§ **ACTIVITY**:
Please find every line in the entries below that contains the string "NotFound", and copy it.

BEGIN DATA IN THIS EXERCISE

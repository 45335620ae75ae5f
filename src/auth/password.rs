use argon2::{
    password_hash::{PasswordHash, PasswordHasher, PasswordVerifier, SaltString},
    Argon2,
};
use anyhow::Context;
use rand::rngs::OsRng;
use tracing::error;

pub fn hash_password(plain: &str) -> anyhow::Result<String> {
    let salt = SaltString::generate(&mut OsRng);
    let hash = Argon2::default()
        .hash_password(plain.as_bytes(), &salt)
        .map_err(|e| {
            error!(error = %e, "argon2 hash_password error");
            anyhow::anyhow!(e.to_string())
        })?
        .to_string();
    Ok(hash)
}

/// Errors only when `hash` is not a parseable PHC string.
pub fn verify_password(plain: &str, hash: &str) -> anyhow::Result<bool> {
    let parsed = PasswordHash::new(hash).map_err(|e| {
        error!(error = %e, "argon2 parse hash error");
        anyhow::anyhow!(e.to_string())
    })?;
    Ok(Argon2::default()
        .verify_password(plain.as_bytes(), &parsed)
        .is_ok())
}
/// [`hash_password`] on the blocking pool.
pub async fn hash_password_blocking(plain: &str) -> anyhow::Result<String> {
    let plain = plain.to_owned();
    tokio::task::spawn_blocking(move || hash_password(&plain))
        .await
        .context("password hashing task failed")?
}

/// [`verify_password`] on the blocking pool.
pub async fn verify_password_blocking(plain: &str, hash: &str) -> anyhow::Result<bool> {
    let (plain, hash) = (plain.to_owned(), hash.to_owned());
    tokio::task::spawn_blocking(move || verify_password(&plain, &hash))
        .await
        .context("password verification task failed")?
}

#[cfg(test)]
mod tests {
    use super::*;

    #[test]
    fn hash_and_verify_roundtrip() {
        let hash = hash_password("pw1").expect("hashing should succeed");
        assert!(verify_password("pw1", &hash).expect("verify should succeed"));
    }

    #[test]
    fn verify_rejects_wrong_password() {
        let hash = hash_password("correct-horse").expect("hashing should succeed");
        assert!(!verify_password("wrong-horse", &hash).expect("verify should not error"));
    }

    #[test]
    fn hash_is_salted_and_not_plaintext() {
        let a = hash_password("same").unwrap();
        let b = hash_password("same").unwrap();
        assert_ne!(a, b);
        assert!(!a.contains("same"));
        assert!(a.starts_with("$argon2"));
    }

    #[test]
    fn verify_errors_on_malformed_hash() {
        let err = verify_password("anything", "not-a-valid-hash").unwrap_err();
        assert!(!err.to_string().is_empty());
    }

    #[tokio::test]
    async fn blocking_variants_match_sync_ones() {
        let hash = hash_password_blocking("pw1").await.unwrap();
        assert!(verify_password("pw1", &hash).unwrap());
        assert!(verify_password_blocking("pw1", &hash).await.unwrap());
        assert!(!verify_password_blocking("pw2", &hash).await.unwrap());
        assert!(verify_password_blocking("pw1", "garbage").await.is_err());
    }
}
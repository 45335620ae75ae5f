use axum::extract::FromRef;
use sqlx::SqlitePool;
use time::OffsetDateTime;
use tracing::warn;

use crate::{
    auth::{
        password::{hash_password_blocking, verify_password_blocking},
        repo_types::{User, UserId},
    },
    error::AppError,
    state::AppState,
};

/// Credential store over the `users` table.
#[derive(Clone)]
pub struct UserRepo {
    db: SqlitePool,
}

impl FromRef<AppState> for UserRepo {
    fn from_ref(state: &AppState) -> Self {
        Self::new(state.db.clone())
    }
}

impl UserRepo {
    pub fn new(db: SqlitePool) -> Self {
        Self { db }
    }

    /// Hash `password` and insert a new user.
    /// Fails with `DuplicateUsername` when the name is taken.
    pub async fn create(&self, username: &str, password: &str) -> Result<UserId, AppError> {
        let hash = hash_password_blocking(password).await?;
        let res = sqlx::query(
            r#"
            INSERT INTO users (username, password_hash, created_at)
            VALUES (?, ?, ?)
            "#,
        )
        .bind(username)
        .bind(&hash)
        .bind(OffsetDateTime::now_utc())
        .execute(&self.db)
        .await?;
        Ok(res.last_insert_rowid())
    }

    /// Find a user by username.
    pub async fn find_by_username(&self, username: &str) -> Result<Option<User>, AppError> {
        let user = sqlx::query_as::<_, User>(
            r#"
            SELECT id, username, password_hash, created_at
            FROM users
            WHERE username = ?
            "#,
        )
        .bind(username)
        .fetch_optional(&self.db)
        .await?;
        Ok(user)
    }

    pub async fn find_by_id(&self, id: UserId) -> Result<Option<User>, AppError> {
        let user = sqlx::query_as::<_, User>(
            r#"
            SELECT id, username, password_hash, created_at
            FROM users
            WHERE id = ?
            "#,
        )
        .bind(id)
        .fetch_optional(&self.db)
        .await?;
        Ok(user)
    }

    /// Look the user up and check the password. Unknown user, wrong password
    /// and an unreadable stored hash all come back as `None`.
    pub async fn authenticate(&self, username: &str, password: &str) -> Result<Option<User>, AppError> {
        let Some(user) = self.find_by_username(username).await? else {
            return Ok(None);
        };
        match verify_password_blocking(password, &user.password_hash).await {
            Ok(true) => Ok(Some(user)),
            Ok(false) => Ok(None),
            Err(e) => {
                warn!(error = %e, user_id = user.id, "stored password hash unreadable");
                Ok(None)
            }
        }
    }

    pub async fn verify(&self, username: &str, password: &str) -> Result<bool, AppError> {
        Ok(self.authenticate(username, password).await?.is_some())
    }

    pub async fn list_all(&self) -> Result<Vec<User>, AppError> {
        let users = sqlx::query_as::<_, User>(
            r#"
            SELECT id, username, password_hash, created_at
            FROM users
            ORDER BY id
            "#,
        )
        .fetch_all(&self.db)
        .await?;
        Ok(users)
    }

    pub async fn count(&self) -> Result<i64, AppError> {
        let (n,): (i64,) = sqlx::query_as("SELECT COUNT(*) FROM users")
            .fetch_one(&self.db)
            .await?;
        Ok(n)
    }

    /// Rename and/or reset the password. Both changes commit together or
    /// not at all.
    pub async fn update(
        &self,
        id: UserId,
        username: Option<&str>,
        password: Option<&str>,
    ) -> Result<(), AppError> {
        let hash = match password {
            Some(p) => Some(hash_password_blocking(p).await?),
            None => None,
        };

        let mut tx = self.db.begin().await?;
        let exists: Option<(UserId,)> = sqlx::query_as("SELECT id FROM users WHERE id = ?")
            .bind(id)
            .fetch_optional(&mut *tx)
            .await?;
        if exists.is_none() {
            return Err(AppError::NotFound);
        }
        if let Some(username) = username {
            sqlx::query("UPDATE users SET username = ? WHERE id = ?")
                .bind(username)
                .bind(id)
                .execute(&mut *tx)
                .await?;
        }
        if let Some(hash) = &hash {
            sqlx::query("UPDATE users SET password_hash = ? WHERE id = ?")
                .bind(hash)
                .bind(id)
                .execute(&mut *tx)
                .await?;
        }
        tx.commit().await?;
        Ok(())
    }

    /// Refused with `ForeignKeyViolation` while the user still owns responses.
    pub async fn delete(&self, id: UserId) -> Result<(), AppError> {
        let res = sqlx::query("DELETE FROM users WHERE id = ?")
            .bind(id)
            .execute(&self.db)
            .await?;
        if res.rows_affected() == 0 {
            return Err(AppError::NotFound);
        }
        Ok(())
    }
}

#[cfg(test)]
mod tests {
    use super::*;

    async fn repo() -> UserRepo {
        UserRepo::from_ref(&AppState::in_memory().await)
    }

    #[tokio::test]
    async fn verify_accepts_correct_and_rejects_wrong_password() {
        let users = repo().await;
        users.create("alice", "pw1").await.unwrap();

        assert!(users.verify("alice", "pw1").await.unwrap());
        assert!(!users.verify("alice", "pw2").await.unwrap());
    }

    #[tokio::test]
    async fn verify_unknown_user_is_false_not_error() {
        let users = repo().await;
        assert!(!users.verify("nobody", "pw").await.unwrap());
    }

    #[tokio::test]
    async fn duplicate_username_is_reported_and_not_inserted() {
        let users = repo().await;
        users.create("bob", "pw1").await.unwrap();

        let err = users.create("bob", "other").await.unwrap_err();
        assert!(matches!(err, AppError::DuplicateUsername));

        let (n,): (i64,) = sqlx::query_as("SELECT COUNT(*) FROM users WHERE username = 'bob'")
            .fetch_one(&users.db)
            .await
            .unwrap();
        assert_eq!(n, 1);
        // the first password still works
        assert!(users.verify("bob", "pw1").await.unwrap());
    }

    #[tokio::test]
    async fn stored_password_is_hashed() {
        let users = repo().await;
        users.create("carol", "plain-secret").await.unwrap();
        let user = users.find_by_username("carol").await.unwrap().unwrap();
        assert_ne!(user.password_hash, "plain-secret");
        assert!(user.password_hash.starts_with("$argon2"));
    }

    #[tokio::test]
    async fn corrupted_hash_fails_closed() {
        let users = repo().await;
        let id = users.create("dave", "pw").await.unwrap();
        sqlx::query("UPDATE users SET password_hash = 'garbage' WHERE id = ?")
            .bind(id)
            .execute(&users.db)
            .await
            .unwrap();
        assert!(!users.verify("dave", "pw").await.unwrap());
    }

    #[tokio::test]
    async fn update_and_delete_missing_user_is_not_found() {
        let users = repo().await;
        assert!(matches!(users.update(999, Some("x"), None).await, Err(AppError::NotFound)));
        assert!(matches!(users.delete(999).await, Err(AppError::NotFound)));
    }

    #[tokio::test]
    async fn rename_to_taken_username_is_duplicate() {
        let users = repo().await;
        let id = users.create("erin", "pw").await.unwrap();
        let err = users.update(id, Some("admin"), Some("new-pw")).await.unwrap_err();
        assert!(matches!(err, AppError::DuplicateUsername));
        // the password change was rolled back with the rename
        assert!(users.verify("erin", "pw").await.unwrap());
        assert!(!users.verify("erin", "new-pw").await.unwrap());
    }

    #[tokio::test]
    async fn update_applies_both_changes() {
        let users = repo().await;
        let id = users.create("frank", "pw").await.unwrap();
        users.update(id, Some("frankie"), Some("pw2")).await.unwrap();
        assert!(users.find_by_username("frank").await.unwrap().is_none());
        assert!(users.verify("frankie", "pw2").await.unwrap());
    }
}
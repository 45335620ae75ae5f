use axum::{
    async_trait,
    extract::{FromRef, FromRequestParts},
    http::request::Parts,
};
use axum_extra::extract::cookie::CookieJar;
use tracing::{debug, warn};
use uuid::Uuid;

use super::{
    policy::AccessPolicy,
    repo::UserRepo,
    repo_types::User,
    session::{SessionRepo, SessionRow, SESSION_COOKIE},
};
use crate::{error::AppError, state::AppState};

/// Whatever the client's cookie resolves to: no session, an anonymous
/// session, or an authenticated one.
#[derive(Debug, Clone, Default)]
pub struct ClientSession {
    pub session: Option<SessionRow>,
    pub user: Option<User>,
}

impl ClientSession {
    pub fn id(&self) -> Option<Uuid> {
        self.session.as_ref().map(|s| s.id)
    }

    pub fn is_authenticated(&self) -> bool {
        self.user.is_some()
    }
}

#[async_trait]
impl FromRequestParts<AppState> for ClientSession {
    type Rejection = AppError;

    async fn from_request_parts(
        parts: &mut Parts,
        state: &AppState,
    ) -> Result<Self, Self::Rejection> {
        let jar = CookieJar::from_headers(&parts.headers);
        let Some(raw) = jar.get(SESSION_COOKIE).map(|c| c.value().to_owned()) else {
            return Ok(Self::default());
        };
        let Ok(id) = Uuid::parse_str(&raw) else {
            debug!("malformed session cookie ignored");
            return Ok(Self::default());
        };

        let Some(session) = SessionRepo::from_ref(state).load(id).await? else {
            return Ok(Self::default());
        };
        let user = match session.user_id {
            Some(uid) => UserRepo::from_ref(state).find_by_id(uid).await?,
            None => None,
        };
        Ok(Self {
            session: Some(session),
            user,
        })
    }
}

/// Requires an authenticated session, otherwise redirects to `/login`.
pub struct AuthUser {
    pub user: User,
    pub session_id: Uuid,
}

#[async_trait]
impl FromRequestParts<AppState> for AuthUser {
    type Rejection = AppError;

    async fn from_request_parts(
        parts: &mut Parts,
        state: &AppState,
    ) -> Result<Self, Self::Rejection> {
        let client = ClientSession::from_request_parts(parts, state).await?;
        match (client.session, client.user) {
            (Some(session), Some(user)) => Ok(AuthUser {
                user,
                session_id: session.id,
            }),
            _ => Err(AppError::Unauthorized),
        }
    }
}

/// Requires the admin role; anyone else is sent back to sign-in.
pub struct AdminUser(pub User);

#[async_trait]
impl FromRequestParts<AppState> for AdminUser {
    type Rejection = AppError;

    async fn from_request_parts(
        parts: &mut Parts,
        state: &AppState,
    ) -> Result<Self, Self::Rejection> {
        let AuthUser { user, .. } = AuthUser::from_request_parts(parts, state).await?;
        if !AccessPolicy::from_ref(state).role_of(&user).can_administer() {
            warn!(user_id = user.id, username = %user.username, "admin gateway denied");
            return Err(AppError::Unauthorized);
        }
        Ok(AdminUser(user))
    }
}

END DATA IN THIS EXERCISE

§ **OUTPUT OF THE TASK**:
            return Err(AppError::NotFound);
            return Err(AppError::NotFound);
        assert!(matches!(users.update(999, Some("x"), None).await, Err(AppError::NotFound)));
        assert!(matches!(users.delete(999).await, Err(AppError::NotFound)));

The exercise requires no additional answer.